Artikel ini merupakan artikel terakhir edisi Ronggowarsito, yang merupakan lanjutan dari artikel Ronggowarsito : Tirakat Sang Santri Pilihan. Agar tidak ada kesalahan pemahaman bagi para pembaca maka kami sarankan untuk membaca keseluruhan edisi Ronggowarsito :
Ronggowarsito : Perjalanan Seorang Yang Haus Akan Ilmu
Dianggap telah mendapatkan perbekalan ilmu yang
cukup dari pondoknya, Kyai Besari kemudian meminta Bagus Burhan untuk kembali
ke Surakarta. Setelah kembali ke Surakarta, Bagus Burhan berguru kepada Panembahan
Kuminoto, dari hasil berguru inilah Bagus Burhan mendapatkan ilmu jawa yang
bersifat Jaya Kawijayan Kadikdayan/ Kanuragan.
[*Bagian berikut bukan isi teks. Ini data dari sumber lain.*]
//! Template Engine - embedded drawing scripts rendered to PDF
//!
//! This crate provides:
//! - Compiling drawing-script source into a reusable [`Template`]
//! - Rendering with locals, a scope object, and an optional block
//! - File-extension registration via [`Registry`]
//! - Error locations in the template's own coordinate system
//!
//! A template is compiled once and can be rendered many times. Every render
//! gets a fresh [`pdf_canvas::PdfCanvas`] bound as `pdf`, so no state leaks
//! between renders.
//!
//! # Example
//!
//! ```ignore
//! use template::{Invocation, Template};
//!
//! let template = Template::new(r#"pdf.text("Hey #{name}!")"#)?;
//! let pdf_bytes = template.render_with(&Invocation::new().local("name", "Joe"))?;
//! ```
//!
//! # Script syntax
//!
//! One statement per line:
//!
//! ```text
//! # comment
//! pdf.text('Hello World!')
//! pdf.text("Hey #{name}!")
//! pdf.move_down(12)
//! pdf.font_size(18)
//! pdf.start_new_page
//! fail "something went wrong"
//! ```
//!
//! Double-quoted strings interpolate `#{...}` expressions: a bare name looks
//! up locals first and then the scope, `@name` reads only the scope, and
//! `yield` invokes the caller-supplied block.

mod diagnostics;
pub mod parser;
mod registry;
mod renderer;
mod template;

pub use diagnostics::{Location, SourceMap};
pub use registry::{Engine, PdfScriptEngine, Registry};
pub use renderer::{value_to_string, Invocation};
pub use template::{Template, TemplateSource};

use thiserror::Error;

/// Errors that can occur during template compilation and rendering
///
/// Two kinds of execution failure are distinguished: name-resolution
/// failures ([`UndefinedName`](TemplateError::UndefinedName),
/// [`UnknownMethod`](TemplateError::UnknownMethod)) and runtime failures
/// ([`Failed`](TemplateError::Failed),
/// [`MissingBlock`](TemplateError::MissingBlock)). Both carry the template's
/// declared file name and offset-adjusted line number.
#[derive(Debug, Error)]
pub enum TemplateError {
    #[error("{location}: syntax error: {message}")]
    Syntax { location: Location, message: String },

    #[error("{location}: undefined name `{name}`")]
    UndefinedName { location: Location, name: String },

    #[error("{location}: unknown canvas method `{name}`")]
    UnknownMethod { location: Location, name: String },

    #[error("{location}: no block given (yield)")]
    MissingBlock { location: Location },

    #[error("{location}: {message}")]
    Failed { location: Location, message: String },

    #[error("{location}: {message}")]
    BadArguments { location: Location, message: String },

    #[error("Line offset must be at least 1, got {0}")]
    InvalidLineOffset(u32),

    #[error("Invalid scope: {0}")]
    InvalidScope(String),

    #[error("JSON error: {0}")]
    JsonError(#[from] serde_json::Error),

    #[error("PDF error: {0}")]
    PdfError(#[from] pdf_canvas::PdfError),
}

impl TemplateError {
    /// The template-source location this error points at, if any
    pub fn location(&self) -> Option<&Location> {
        match self {
            TemplateError::Syntax { location, .. }
            | TemplateError::UndefinedName { location, .. }
            | TemplateError::UnknownMethod { location, .. }
            | TemplateError::MissingBlock { location }
            | TemplateError::Failed { location, .. }
            | TemplateError::BadArguments { location, .. } => Some(location),
            _ => None,
        }
    }

    /// Whether this is a name-resolution failure (as opposed to a runtime
    /// failure signalled by the script itself)
    pub fn is_name_error(&self) -> bool {
        matches!(
            self,
            TemplateError::UndefinedName { .. } | TemplateError::UnknownMethod { .. }
        )
    }
}

/// Result type for template operations
pub type Result<T> = std::result::Result<T, TemplateError>;

#[cfg(test)]
mod tests {
    use super::*;

    fn loc() -> Location {
        Location::new("test.prawn", 3)
    }

    #[test]
    fn test_error_kinds() {
        let name = TemplateError::UndefinedName {
            location: loc(),
            name: "name".into(),
        };
        let method = TemplateError::UnknownMethod {
            location: loc(),
            name: "texxt".into(),
        };
        let failed = TemplateError::Failed {
            location: loc(),
            message: "boom".into(),
        };
        assert!(name.is_name_error());
        assert!(method.is_name_error());
        assert!(!failed.is_name_error());
    }

    #[test]
    fn test_error_location_display() {
        let err = TemplateError::Failed {
            location: loc(),
            message: "expected fail".into(),
        };
        assert_eq!(err.to_string(), "test.prawn:3: expected fail");
        assert_eq!(err.location().unwrap().to_string(), "test.prawn:3");
    }
}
Sebagai orang yang haus akan
ilmu pengetahuan Ronggowarsito mengembara untuk mendapatkan ilmu-ilmu lain dari
banyak guru. Mulai dari Pangeran Wijil di Kadilangu, Kyai Tunggul Wulung di
Ngadi Luwih, Ki Ajar Wirokonto di
Rogojampi dan bahkan menyebrang pulau menemui Ki Ajar Sidolaku di Tabanan,
Bali. Dari Sidolaku, Ronggowarsito mendapatkan banyak pustaka tua yang bisa
dipelajarinya, berbagai naskah-naskah lontar yang berisi sejumlah ilmu
pengetahuan seperti ramalan dan penglihatan batin untuk mengetahui kejadian di
masa depan. Disamping itu Ronggowarsito juga mendapatkan naskah-naskah semisal
Rama Dewa, Bima Suci, Bratayuda, Darmasarana hingga Aji Pamasa.
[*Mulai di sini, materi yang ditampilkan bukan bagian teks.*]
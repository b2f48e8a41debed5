//! Drawing-script parsing
//!
//! The script language is line oriented: each non-empty line holds one
//! statement, either a canvas call (`pdf.text('hi')`) or a `fail` statement.
//! Lines starting with `#` are comments. Parsing records the 1-based line of
//! every statement so execution errors can point back into the template.

use crate::diagnostics::SourceMap;
use crate::{Result, TemplateError};

/// A compiled script: the statement list of one template
#[derive(Debug, Clone, PartialEq)]
pub struct Script {
    pub statements: Vec<Statement>,
}

/// One statement with its line within the source string
#[derive(Debug, Clone, PartialEq)]
pub struct Statement {
    /// 1-based line relative to the start of the source
    pub line: u32,
    pub kind: StatementKind,
}

#[derive(Debug, Clone, PartialEq)]
pub enum StatementKind {
    /// A method call on a receiver, e.g. `pdf.text('hi')`
    Call {
        receiver: String,
        method: String,
        args: Vec<Argument>,
    },
    /// `fail "message"` - unconditional runtime failure
    Fail(StringTemplate),
}

/// A call argument
#[derive(Debug, Clone, PartialEq)]
pub enum Argument {
    Str(StringTemplate),
    Number(f64),
    Expr(Expr),
}

/// A string literal, possibly with interpolated expressions
#[derive(Debug, Clone, PartialEq)]
pub struct StringTemplate {
    pub segments: Vec<Segment>,
}

impl StringTemplate {
    /// A template holding a single literal segment
    pub fn literal(text: impl Into<String>) -> Self {
        Self {
            segments: vec![Segment::Literal(text.into())],
        }
    }
}

#[derive(Debug, Clone, PartialEq)]
pub enum Segment {
    Literal(String),
    Interpolation(Expr),
}

/// An expression usable in interpolations and bare arguments
#[derive(Debug, Clone, PartialEq)]
pub enum Expr {
    /// Bare name: locals first, then scope
    Name(String),
    /// `@name`: scope only
    ScopeAttr(String),
    /// `yield`: invoke the caller's block
    Yield,
}

/// Parse template source into a script
///
/// Errors carry absolute locations translated through `map`.
pub fn parse_script(source: &str, map: &SourceMap) -> Result<Script> {
    let mut statements = Vec::new();

    for (idx, raw) in source.lines().enumerate() {
        let line = idx as u32 + 1;
        let trimmed = raw.trim();
        if trimmed.is_empty() || trimmed.starts_with('#') {
            continue;
        }
        let mut parser = LineParser::new(trimmed, line, map);
        statements.push(parser.parse_statement()?);
    }

    Ok(Script { statements })
}

/// Character-level parser for a single statement line
struct LineParser<'a> {
    chars: Vec<char>,
    pos: usize,
    line: u32,
    map: &'a SourceMap,
}

impl<'a> LineParser<'a> {
    fn new(text: &str, line: u32, map: &'a SourceMap) -> Self {
        Self {
            chars: text.chars().collect(),
            pos: 0,
            line,
            map,
        }
    }

    fn parse_statement(&mut self) -> Result<Statement> {
        let ident = self.parse_ident()?;

        let kind = if ident == "fail" {
            StatementKind::Fail(self.parse_fail_message()?)
        } else {
            self.parse_call(ident)?
        };

        self.expect_end()?;
        Ok(Statement {
            line: self.line,
            kind,
        })
    }

    /// `fail "message"` or `fail("message")`
    fn parse_fail_message(&mut self) -> Result<StringTemplate> {
        self.skip_ws();
        let parenthesized = self.eat('(');
        self.skip_ws();

        let message = match self.peek() {
            Some(q @ ('\'' | '"')) => self.parse_string(q)?,
            _ => return Err(self.error("`fail` expects a string message")),
        };

        if parenthesized {
            self.skip_ws();
            if !self.eat(')') {
                return Err(self.error("expected `)`"));
            }
        }
        Ok(message)
    }

    /// `receiver.method(args...)`, parens optional for zero-arg calls
    fn parse_call(&mut self, receiver: String) -> Result<StatementKind> {
        if !self.eat('.') {
            return Err(self.error("expected `.` after receiver"));
        }
        let method = self.parse_ident()?;

        let args = if self.peek() == Some('(') {
            self.parse_arg_list()?
        } else {
            Vec::new()
        };

        Ok(StatementKind::Call {
            receiver,
            method,
            args,
        })
    }

    fn parse_arg_list(&mut self) -> Result<Vec<Argument>> {
        // Caller checked for '('
        self.eat('(');
        self.skip_ws();

        let mut args = Vec::new();
        if self.eat(')') {
            return Ok(args);
        }

        loop {
            args.push(self.parse_argument()?);
            self.skip_ws();
            if self.eat(',') {
                self.skip_ws();
                continue;
            }
            if self.eat(')') {
                return Ok(args);
            }
            return Err(self.error("expected `,` or `)` in argument list"));
        }
    }

    fn parse_argument(&mut self) -> Result<Argument> {
        match self.peek() {
            Some(q @ ('\'' | '"')) => Ok(Argument::Str(self.parse_string(q)?)),
            Some(c) if c.is_ascii_digit() || c == '-' || c == '+' => {
                Ok(Argument::Number(self.parse_number()?))
            }
            Some(_) => Ok(Argument::Expr(self.parse_expr()?)),
            None => Err(self.error("expected an argument")),
        }
    }

    fn parse_expr(&mut self) -> Result<Expr> {
        if self.eat('@') {
            let name = self.parse_ident()?;
            return Ok(Expr::ScopeAttr(name));
        }
        let name = self.parse_ident()?;
        if name == "yield" {
            Ok(Expr::Yield)
        } else {
            Ok(Expr::Name(name))
        }
    }

    fn parse_string(&mut self, quote: char) -> Result<StringTemplate> {
        // Consume the opening quote
        self.eat(quote);

        let mut segments = Vec::new();
        let mut literal = String::new();

        loop {
            let Some(c) = self.bump() else {
                return Err(self.error("unterminated string"));
            };

            if c == quote {
                break;
            }

            if c == '\\' {
                let Some(escaped) = self.bump() else {
                    return Err(self.error("unterminated string"));
                };
                if quote == '\'' {
                    // Single-quoted strings only unescape \' and \\
                    match escaped {
                        '\'' | '\\' => literal.push(escaped),
                        other => {
                            literal.push('\\');
                            literal.push(other);
                        }
                    }
                } else {
                    match escaped {
                        '"' | '\\' | '#' => literal.push(escaped),
                        'n' => literal.push('\n'),
                        't' => literal.push('\t'),
                        other => return Err(self.error(&format!("unknown escape `\\{other}`"))),
                    }
                }
                continue;
            }

            if quote == '"' && c == '#' && self.peek() == Some('{') {
                self.eat('{');
                if !literal.is_empty() {
                    segments.push(Segment::Literal(std::mem::take(&mut literal)));
                }
                self.skip_ws();
                let expr = self.parse_expr()?;
                self.skip_ws();
                if !self.eat('}') {
                    return Err(self.error("expected `}` to close interpolation"));
                }
                segments.push(Segment::Interpolation(expr));
                continue;
            }

            literal.push(c);
        }

        if !literal.is_empty() || segments.is_empty() {
            segments.push(Segment::Literal(literal));
        }
        Ok(StringTemplate { segments })
    }

    fn parse_number(&mut self) -> Result<f64> {
        let start = self.pos;
        if matches!(self.peek(), Some('-' | '+')) {
            self.pos += 1;
        }
        while matches!(self.peek(), Some(c) if c.is_ascii_digit()) {
            self.pos += 1;
        }
        if self.peek() == Some('.') {
            self.pos += 1;
            while matches!(self.peek(), Some(c) if c.is_ascii_digit()) {
                self.pos += 1;
            }
        }

        let text: String = self.chars[start..self.pos].iter().collect();
        text.parse()
            .map_err(|_| self.error(&format!("invalid number `{text}`")))
    }

    fn parse_ident(&mut self) -> Result<String> {
        let start = self.pos;
        while matches!(self.peek(), Some(c) if c.is_alphanumeric() || c == '_') {
            self.pos += 1;
        }
        if self.pos == start {
            return Err(self.error("expected an identifier"));
        }
        Ok(self.chars[start..self.pos].iter().collect())
    }

    /// Only whitespace or a trailing comment may remain
    fn expect_end(&mut self) -> Result<()> {
        self.skip_ws();
        match self.peek() {
            None | Some('#') => Ok(()),
            Some(c) => Err(self.error(&format!("unexpected `{c}` after statement"))),
        }
    }

    fn skip_ws(&mut self) {
        while matches!(self.peek(), Some(c) if c.is_whitespace()) {
            self.pos += 1;
        }
    }

    fn peek(&self) -> Option<char> {
        self.chars.get(self.pos).copied()
    }

    fn bump(&mut self) -> Option<char> {
        let c = self.peek()?;
        self.pos += 1;
        Some(c)
    }

    fn eat(&mut self, c: char) -> bool {
        if self.peek() == Some(c) {
            self.pos += 1;
            true
        } else {
            false
        }
    }

    fn error(&self, message: &str) -> TemplateError {
        TemplateError::Syntax {
            location: self.map.locate(self.line),
            message: message.to_string(),
        }
    }
}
Ronggowarsito : Karir Seorang Pujangga Tersohor
Pada tanggal 28 Oktober 1818, Ronggowarsito
diangkat sebagai Carik Kliwon di Kadipaten Anom hingga mendapat gelar
Ronggopujonggo Anom. Setelah itu ia menjabat sebagai Abdi Dalem Carik Kepatihan
dan di beri gelar Mas, dan selanjutnya ia diangkat sebagai Mantri Carik
Kadipaten Anom dengan gelar Mas Ngabehi Sorotoko. Pada tahun 1822,
Ronggowarsito menikah dengan Raden Ajeng Kombak yang merupakan putri Adipati
Cakraningrat dari Kediri. Sesudah menikah ia dinaikkan pangkatnya menjadi Abdi
Dalem Panewu Sedoso.
Dua tahun pasca Perang Diponegoro,
Ronggowarsito diangkat sebagai Panewu Carik Kadipaten Anom dengan gelar Raden
Ngabehi. Ketika istrinya R.A. Kombak meninggal dunia, Roggowarsito menikah lagi
dengan Mas Ajeng Pujodewata dan Ngurohdewata. Di lingkungan Istana Kasunanan
Surakarta, Ronggowarsito banyak bergaul dengan pegawai belanda dan peneliti
kebudayaan. Terkadang Ronggowarsito mendampingi dan membantu para peneliti itu
menerjemahkan catatan/ naskah-naskah kuno yang tidak mereka mengerti bahasa
atau maksudnya. Olehkarena itu Ronggowarsito dianggap sebagai guru mereka,
tempat mereka bertanya atau berdiskusi menyangkut kesusastraan jawa dan
seputarnya. Saking kagumnya dengan kepakaran Ronggowarsito beliau diberi
tawaran untuk mengajar di Belanda dengan gaji yang tentunya tidak sedikit.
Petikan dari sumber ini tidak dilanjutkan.